Küchengeschichte - Rationalisierung der KücheDie weitere Küchengeschichte war eng mit der Entwicklung von Gas- und Stromversorgung in privaten Heimen, die in der zweiten Hälfte des 19. Jahrhunderts begann, verbunden. Die Geschichte der Industriebetriebe des frühen 20. Jahrhunderts was im Zeichen der Rationalisierung und Optimierung von Verfahren, was sich auch in der Architektur der Küche zeigte. Die Küchengeschichte entwickelte sich weiter im Trend des Professionalismus in der Küche und Hausarbeit. Zum ersten Mal sieht man auch die Erscheinung der ergonomischen Höhe der Arbeitsfläche. All diese Erkenntnisse hatten einen Einfluss auf das Design der Küche. In der Periode der Blütezeit von Sozialwohnungen für Familien von Arbeitern, in denen beide Eltern berufstätig sind, und Rationalisierung der Arbeit in allen Gebieten haben so der Küchengeschichte die s.g. Frankfurter Küche gegeben. Die Küche war mit zweier Ideen im Gedanken designiert: Optimierung der Küchenarbeit zur Verkürzung der Zeit und Niederringung der Kosten für den Kauf einer eingerichteten Küche. Die Form der Küche war das Resultat von Studien, in denen die Geschichte der Küchennutzung unter die Lupe genommen wurde.

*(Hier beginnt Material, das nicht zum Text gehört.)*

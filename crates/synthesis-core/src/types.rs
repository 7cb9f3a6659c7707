use chrono::{DateTime, NaiveDate, Utc};
use serde::{Deserialize, Deserializer, Serialize};

/// Directional read of a card
#[derive(Debug, Clone, Copy, PartialEq, Eq, Hash, PartialOrd, Ord, Serialize, Deserialize)]
#[cfg_attr(feature = "openapi", derive(utoipa::ToSchema))]
#[serde(rename_all = "lowercase")]
pub enum Sentiment {
    Bullish,
    Bearish,
    Neutral,
}

impl Sentiment {
    /// +1 for bullish, -1 for bearish, 0 for neutral
    pub fn signum(&self) -> f64 {
        match self {
            Sentiment::Bullish => 1.0,
            Sentiment::Bearish => -1.0,
            Sentiment::Neutral => 0.0,
        }
    }

    pub fn from_signum(value: f64) -> Self {
        if value > f64::EPSILON {
            Sentiment::Bullish
        } else if value < -f64::EPSILON {
            Sentiment::Bearish
        } else {
            Sentiment::Neutral
        }
    }

    pub fn as_str(&self) -> &'static str {
        match self {
            Sentiment::Bullish => "bullish",
            Sentiment::Bearish => "bearish",
            Sentiment::Neutral => "neutral",
        }
    }
}

/// Card-reported confidence. Ordered `Low < Medium < High`.
#[derive(Debug, Clone, Copy, PartialEq, Eq, Hash, PartialOrd, Ord, Serialize, Deserialize)]
#[cfg_attr(feature = "openapi", derive(utoipa::ToSchema))]
#[serde(rename_all = "lowercase")]
pub enum Confidence {
    Low,
    Medium,
    High,
}

impl Confidence {
    /// Numeric conviction used when weighing conflicting sides (1-3)
    pub fn weight(&self) -> f64 {
        match self {
            Confidence::Low => 1.0,
            Confidence::Medium => 2.0,
            Confidence::High => 3.0,
        }
    }

    /// One level lower, saturating at `Low`
    pub fn downgrade(&self) -> Self {
        match self {
            Confidence::High => Confidence::Medium,
            Confidence::Medium | Confidence::Low => Confidence::Low,
        }
    }

    pub fn as_str(&self) -> &'static str {
        match self {
            Confidence::Low => "low",
            Confidence::Medium => "medium",
            Confidence::High => "high",
        }
    }
}

/// Kind of observation an insight carries
#[derive(Debug, Clone, Copy, Default, PartialEq, Eq, Hash, PartialOrd, Ord, Serialize, Deserialize)]
#[cfg_attr(feature = "openapi", derive(utoipa::ToSchema))]
#[serde(rename_all = "lowercase")]
pub enum InsightType {
    Strength,
    Weakness,
    Risk,
    Opportunity,
    Action,
    Observation,
    /// Any type string a card emits that we do not recognise, or none at all
    #[default]
    #[serde(other)]
    Unknown,
}

impl InsightType {
    /// Whether insights of this type become action items
    pub fn is_actionable(&self) -> bool {
        matches!(self, InsightType::Action | InsightType::Risk)
    }
}

/// A metric value as cards emit it: either a number or preformatted text
#[derive(Debug, Clone, PartialEq, Serialize, Deserialize)]
#[cfg_attr(feature = "openapi", derive(utoipa::ToSchema))]
#[serde(untagged)]
pub enum MetricNumber {
    Number(f64),
    Text(String),
}

impl MetricNumber {
    /// Numeric magnitude, parsing text like "12.5%", "$1,200" or "3.2x".
    pub fn magnitude(&self) -> Option<f64> {
        match self {
            MetricNumber::Number(v) if v.is_finite() => Some(*v),
            MetricNumber::Number(_) => None,
            MetricNumber::Text(text) => parse_leading_number(text),
        }
    }
}

fn parse_leading_number(text: &str) -> Option<f64> {
    let cleaned: String = text
        .trim()
        .chars()
        .filter(|c| !matches!(c, '$' | ',' | '€' | '£' | ' ' | '+'))
        .collect();
    let numeric: String = cleaned
        .chars()
        .enumerate()
        .take_while(|(i, c)| c.is_ascii_digit() || *c == '.' || (*i == 0 && *c == '-'))
        .map(|(_, c)| c)
        .collect();
    numeric.parse::<f64>().ok().filter(|v| v.is_finite())
}

/// One metric reported by a card
#[derive(Debug, Clone, PartialEq, Serialize, Deserialize)]
#[serde(rename_all = "camelCase")]
pub struct MetricValue {
    #[serde(default)]
    pub label: Option<String>,
    #[serde(default)]
    pub id: Option<String>,
    #[serde(default)]
    pub value: Option<MetricNumber>,
    /// Interpretation bucket, e.g. excellent/good/fair/poor or card-specific words
    #[serde(default)]
    pub interpretation: Option<String>,
    #[serde(default)]
    pub format: Option<String>,
    #[serde(default = "default_priority")]
    pub priority: i64,
    #[serde(default)]
    pub trend: Option<String>,
    #[serde(default)]
    pub benchmark: Option<MetricNumber>,
}

impl MetricValue {
    pub fn new(id: &str, label: &str, value: f64, interpretation: &str) -> Self {
        Self {
            label: Some(label.to_string()),
            id: Some(id.to_string()),
            value: Some(MetricNumber::Number(value)),
            interpretation: Some(interpretation.to_string()),
            format: None,
            priority: default_priority(),
            trend: None,
            benchmark: None,
        }
    }

    pub fn with_priority(mut self, priority: i64) -> Self {
        self.priority = priority;
        self
    }
}

/// A short typed observation from a card
#[derive(Debug, Clone, PartialEq, Serialize, Deserialize)]
#[serde(rename_all = "camelCase")]
pub struct Insight {
    #[serde(rename = "type", default)]
    pub kind: InsightType,
    #[serde(default)]
    pub message: String,
    #[serde(default = "default_priority")]
    pub priority: i64,
    #[serde(default)]
    pub related_metric_ids: Vec<String>,
}

impl Insight {
    pub fn new(kind: InsightType, message: &str, priority: i64) -> Self {
        Self {
            kind,
            message: message.to_string(),
            priority,
            related_metric_ids: Vec::new(),
        }
    }
}

/// How a card feeds the category and overall scores
#[derive(Debug, Clone, PartialEq, Serialize, Deserialize)]
#[serde(rename_all = "camelCase")]
pub struct ScoreContribution {
    /// Falls back to the card's own category when absent
    #[serde(default)]
    pub category: Option<String>,
    #[serde(default)]
    pub score: Option<f64>,
    #[serde(default)]
    pub weight: Option<f64>,
}

/// Standardized output of one dashboard card for one instrument
#[derive(Debug, Clone, PartialEq, Serialize, Deserialize)]
#[serde(rename_all = "camelCase")]
pub struct CardOutput {
    pub card_id: String,
    #[serde(default)]
    pub category: String,
    #[serde(default)]
    pub symbol: Option<String>,
    #[serde(default, deserialize_with = "lenient_timestamp")]
    pub as_of: Option<DateTime<Utc>>,
    pub sentiment: Sentiment,
    pub confidence: Confidence,
    #[serde(default = "default_signal_strength")]
    pub signal_strength: i64,
    #[serde(default)]
    pub key_metrics: Vec<MetricValue>,
    #[serde(default)]
    pub insights: Vec<Insight>,
    #[serde(default)]
    pub tags: Vec<String>,
    #[serde(default)]
    pub suggested_cards: Vec<String>,
    #[serde(default)]
    pub score_contribution: Option<ScoreContribution>,
}

impl CardOutput {
    pub fn new(card_id: &str, category: &str, sentiment: Sentiment, confidence: Confidence) -> Self {
        Self {
            card_id: card_id.to_string(),
            category: category.to_string(),
            symbol: None,
            as_of: None,
            sentiment,
            confidence,
            signal_strength: default_signal_strength(),
            key_metrics: Vec::new(),
            insights: Vec::new(),
            tags: Vec::new(),
            suggested_cards: Vec::new(),
            score_contribution: None,
        }
    }

    pub fn with_symbol(mut self, symbol: &str) -> Self {
        self.symbol = Some(symbol.to_string());
        self
    }

    pub fn with_as_of(mut self, as_of: DateTime<Utc>) -> Self {
        self.as_of = Some(as_of);
        self
    }

    pub fn with_signal_strength(mut self, strength: i64) -> Self {
        self.signal_strength = strength;
        self
    }

    /// Contribute `score` with `weight` to the card's own category
    pub fn with_score(mut self, score: f64, weight: f64) -> Self {
        self.score_contribution = Some(ScoreContribution {
            category: Some(self.category.clone()),
            score: Some(score),
            weight: Some(weight),
        });
        self
    }

    pub fn with_metric(mut self, metric: MetricValue) -> Self {
        self.key_metrics.push(metric);
        self
    }

    pub fn with_insight(mut self, insight: Insight) -> Self {
        self.insights.push(insight);
        self
    }

    pub fn with_tags(mut self, tags: &[&str]) -> Self {
        self.tags.extend(tags.iter().map(|t| t.to_string()));
        self
    }

    pub fn with_suggested_cards(mut self, cards: &[&str]) -> Self {
        self.suggested_cards.extend(cards.iter().map(|c| c.to_string()));
        self
    }
}

fn default_priority() -> i64 {
    2
}

fn default_signal_strength() -> i64 {
    3
}

#[derive(Deserialize)]
#[serde(untagged)]
enum RawTimestamp {
    Text(String),
    Other(serde::de::IgnoredAny),
}

/// Accepts RFC 3339 timestamps or bare `YYYY-MM-DD` dates; anything else becomes `None`.
fn lenient_timestamp<'de, D>(deserializer: D) -> Result<Option<DateTime<Utc>>, D::Error>
where
    D: Deserializer<'de>,
{
    let raw = match Option::<RawTimestamp>::deserialize(deserializer)? {
        None => return Ok(None),
        Some(RawTimestamp::Text(raw)) => raw,
        Some(RawTimestamp::Other(_)) => {
            tracing::warn!("Ignoring asOf timestamp that is not a string");
            return Ok(None);
        }
    };
    if let Ok(ts) = DateTime::parse_from_rfc3339(raw.trim()) {
        return Ok(Some(ts.with_timezone(&Utc)));
    }
    if let Some(midnight) = NaiveDate::parse_from_str(raw.trim(), "%Y-%m-%d")
        .ok()
        .and_then(|d| d.and_hms_opt(0, 0, 0))
    {
        return Ok(Some(midnight.and_utc()));
    }
    tracing::warn!("Ignoring unparseable asOf timestamp {:?}", raw);
    Ok(None)
}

Die Geschichte war zu den Frankfurter Küchen jedoch sehr kritisch. Die Küchen waren klein und nur eine Person konnte in Ihr arbeiten. So hat Geschichte Frauen wieder aus den Wohnräumen in die Küche vertreibt. Die Küche war von den anderen Wohnräumen wieder getrennt, und nur der Arbeit gewidmet. Daür gab es jedoch auch praktische Gründe. Wie in der Zeit zuvor, trennte man Küchen wegen des Dampfs und der Gerüche. Die letzte Kritik gilt dem unangemessenen Layout der Küchenelemente. Kinder konnten sehr einfach an Regale mit rohen Halbfertigwaren kommen, wie ans Mehl.